Records contained in a dataset

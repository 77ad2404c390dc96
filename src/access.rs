// Read-time gate deciding whether the course player may render media.

use serde::Serialize;

use crate::models::{Enrollment, EnrollmentStatus};

/// Access state of a (student, course) pair, derived from the enrollment
/// record at read time. Never persisted.
#[derive(Debug, Clone, PartialEq, Eq)]
pub enum CourseAccessState {
    /// no enrollment flow entered; courses default open
    NoRecord,
    Pending,
    Approved,
    Rejected(String),
}

impl CourseAccessState {
    pub fn evaluate(enrollment: Option<&Enrollment>) -> Self {
        match enrollment {
            None => CourseAccessState::NoRecord,
            Some(e) => match e.status {
                EnrollmentStatus::Pending => CourseAccessState::Pending,
                EnrollmentStatus::Approved => CourseAccessState::Approved,
                EnrollmentStatus::Rejected => {
                    CourseAccessState::Rejected(e.rejection_reason.clone().unwrap_or_default())
                }
            },
        }
    }

    pub fn allowed(&self) -> bool {
        matches!(
            self,
            CourseAccessState::NoRecord | CourseAccessState::Approved
        )
    }

    pub fn as_str(&self) -> &'static str {
        match self {
            CourseAccessState::NoRecord => "no-record",
            CourseAccessState::Pending => "pending",
            CourseAccessState::Approved => "approved",
            CourseAccessState::Rejected(_) => "rejected",
        }
    }
}

/// Wire form of the gate decision. A locked state exposes only the status
/// string and, if rejected, the stored reason.
#[derive(Serialize, Debug, Clone)]
pub struct AccessDecision {
    pub allowed: bool,
    pub state: &'static str,
    #[serde(skip_serializing_if = "Option::is_none")]
    pub reason: Option<String>,
}

impl From<CourseAccessState> for AccessDecision {
    fn from(state: CourseAccessState) -> Self {
        let allowed = state.allowed();
        let reason = match &state {
            CourseAccessState::Rejected(reason) => Some(reason.clone()),
            _ => None,
        };
        AccessDecision {
            allowed,
            state: state.as_str(),
            reason,
        }
    }
}

#[cfg(test)]
mod tests {
    use super::*;
    use chrono::Utc;

    fn enrollment_with(status: EnrollmentStatus, reason: Option<&str>) -> Enrollment {
        Enrollment {
            id: "s1_c1".into(),
            student_id: "s1".into(),
            student_name: "Avery Lee".into(),
            course_id: "c1".into(),
            course_name: "Complete Python Bootcamp".into(),
            course_price: 19.99,
            mentor_id: "m1".into(),
            payment_proof_key: "payments/s1/screenshots/proof.png".into(),
            status,
            progress: 0,
            completed: false,
            rejection_reason: reason.map(|r| r.to_string()),
            enrolled_at: Utc::now(),
            updated_at: Utc::now(),
            approved_at: None,
            rejected_at: None,
        }
    }

    #[test]
    fn no_record_is_allowed() {
        let state = CourseAccessState::evaluate(None);
        assert_eq!(state, CourseAccessState::NoRecord);
        assert!(state.allowed());
    }

    #[test]
    fn approved_is_allowed() {
        let e = enrollment_with(EnrollmentStatus::Approved, None);
        let state = CourseAccessState::evaluate(Some(&e));
        assert_eq!(state, CourseAccessState::Approved);
        assert!(state.allowed());
    }

    #[test]
    fn pending_is_denied() {
        let e = enrollment_with(EnrollmentStatus::Pending, None);
        let state = CourseAccessState::evaluate(Some(&e));
        assert_eq!(state, CourseAccessState::Pending);
        assert!(!state.allowed());
    }

    #[test]
    fn rejected_is_denied_and_carries_reason() {
        let e = enrollment_with(EnrollmentStatus::Rejected, Some("screenshot unreadable"));
        let state = CourseAccessState::evaluate(Some(&e));
        assert_eq!(
            state,
            CourseAccessState::Rejected("screenshot unreadable".into())
        );
        assert!(!state.allowed());
    }

    #[test]
    fn decision_exposes_only_status_and_reason() {
        let e = enrollment_with(EnrollmentStatus::Rejected, Some("wrong amount"));
        let decision = AccessDecision::from(CourseAccessState::evaluate(Some(&e)));
        assert!(!decision.allowed);
        assert_eq!(decision.state, "rejected");
        assert_eq!(decision.reason.as_deref(), Some("wrong amount"));

        let decision = AccessDecision::from(CourseAccessState::evaluate(None));
        assert!(decision.allowed);
        assert_eq!(decision.state, "no-record");
        assert_eq!(decision.reason, None);
    }
}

#### What you have to do:
A faithful, word-for-word copy of the data is the expected answer.

#### Task answer:
repository 77ad2404c390dc96
filename src/access.rs
// Read-time gate deciding whether the course player may render media.

use serde::Serialize;

use crate::models::{Enrollment, EnrollmentStatus};

/// Access state of a (student, course) pair, derived from the enrollment
/// record at read time. Never persisted.
#[derive(Debug, Clone, PartialEq, Eq)]
pub enum CourseAccessState {
    /// no enrollment flow entered; courses default open
    NoRecord,
    Pending,
    Approved,
    Rejected(String),
}

impl CourseAccessState {
    pub fn evaluate(enrollment: Option<&Enrollment>) -> Self {
        match enrollment {
            None => CourseAccessState::NoRecord,
            Some(e) => match e.status {
                EnrollmentStatus::Pending => CourseAccessState::Pending,
                EnrollmentStatus::Approved => CourseAccessState::Approved,
                EnrollmentStatus::Rejected => {
                    CourseAccessState::Rejected(e.rejection_reason.clone().unwrap_or_default())
                }
            },
        }
    }

    pub fn allowed(&self) -> bool {
        matches!(
            self,
            CourseAccessState::NoRecord | CourseAccessState::Approved
        )
    }

    pub fn as_str(&self) -> &'static str {
        match self {
            CourseAccessState::NoRecord => "no-record",
            CourseAccessState::Pending => "pending",
            CourseAccessState::Approved => "approved",
            CourseAccessState::Rejected(_) => "rejected",
        }
    }
}

/// Wire form of the gate decision. A locked state exposes only the status
/// string and, if rejected, the stored reason.
#[derive(Serialize, Debug, Clone)]
pub struct AccessDecision {
    pub allowed: bool,
    pub state: &'static str,
    #[serde(skip_serializing_if = "Option::is_none")]
    pub reason: Option<String>,
}

impl From<CourseAccessState> for AccessDecision {
    fn from(state: CourseAccessState) -> Self {
        let allowed = state.allowed();
        let reason = match &state {
            CourseAccessState::Rejected(reason) => Some(reason.clone()),
            _ => None,
        };
        AccessDecision {
            allowed,
            state: state.as_str(),
            reason,
        }
    }
}

#[cfg(test)]
mod tests {
    use super::*;
    use chrono::Utc;

    fn enrollment_with(status: EnrollmentStatus, reason: Option<&str>) -> Enrollment {
        Enrollment {
            id: "s1_c1".into(),
            student_id: "s1".into(),
            student_name: "Avery Lee".into(),
            course_id: "c1".into(),
            course_name: "Complete Python Bootcamp".into(),
            course_price: 19.99,
            mentor_id: "m1".into(),
            payment_proof_key: "payments/s1/screenshots/proof.png".into(),
            status,
            progress: 0,
            completed: false,
            rejection_reason: reason.map(|r| r.to_string()),
            enrolled_at: Utc::now(),
            updated_at: Utc::now(),
            approved_at: None,
            rejected_at: None,
        }
    }

    #[test]
    fn no_record_is_allowed() {
        let state = CourseAccessState::evaluate(None);
        assert_eq!(state, CourseAccessState::NoRecord);
        assert!(state.allowed());
    }

    #[test]
    fn approved_is_allowed() {
        let e = enrollment_with(EnrollmentStatus::Approved, None);
        let state = CourseAccessState::evaluate(Some(&e));
        assert_eq!(state, CourseAccessState::Approved);
        assert!(state.allowed());
    }

    #[test]
    fn pending_is_denied() {
        let e = enrollment_with(EnrollmentStatus::Pending, None);
        let state = CourseAccessState::evaluate(Some(&e));
        assert_eq!(state, CourseAccessState::Pending);
        assert!(!state.allowed());
    }

    #[test]
    fn rejected_is_denied_and_carries_reason() {
        let e = enrollment_with(EnrollmentStatus::Rejected, Some("screenshot unreadable"));
        let state = CourseAccessState::evaluate(Some(&e));
        assert_eq!(
            state,
            CourseAccessState::Rejected("screenshot unreadable".into())
        );
        assert!(!state.allowed());
    }

    #[test]
    fn decision_exposes_only_status_and_reason() {
        let e = enrollment_with(EnrollmentStatus::Rejected, Some("wrong amount"));
        let decision = AccessDecision::from(CourseAccessState::evaluate(Some(&e)));
        assert!(!decision.allowed);
        assert_eq!(decision.state, "rejected");
        assert_eq!(decision.reason.as_deref(), Some("wrong amount"));

        let decision = AccessDecision::from(CourseAccessState::evaluate(None));
        assert!(decision.allowed);
        assert_eq!(decision.state, "no-record");
        assert_eq!(decision.reason, None);
    }
}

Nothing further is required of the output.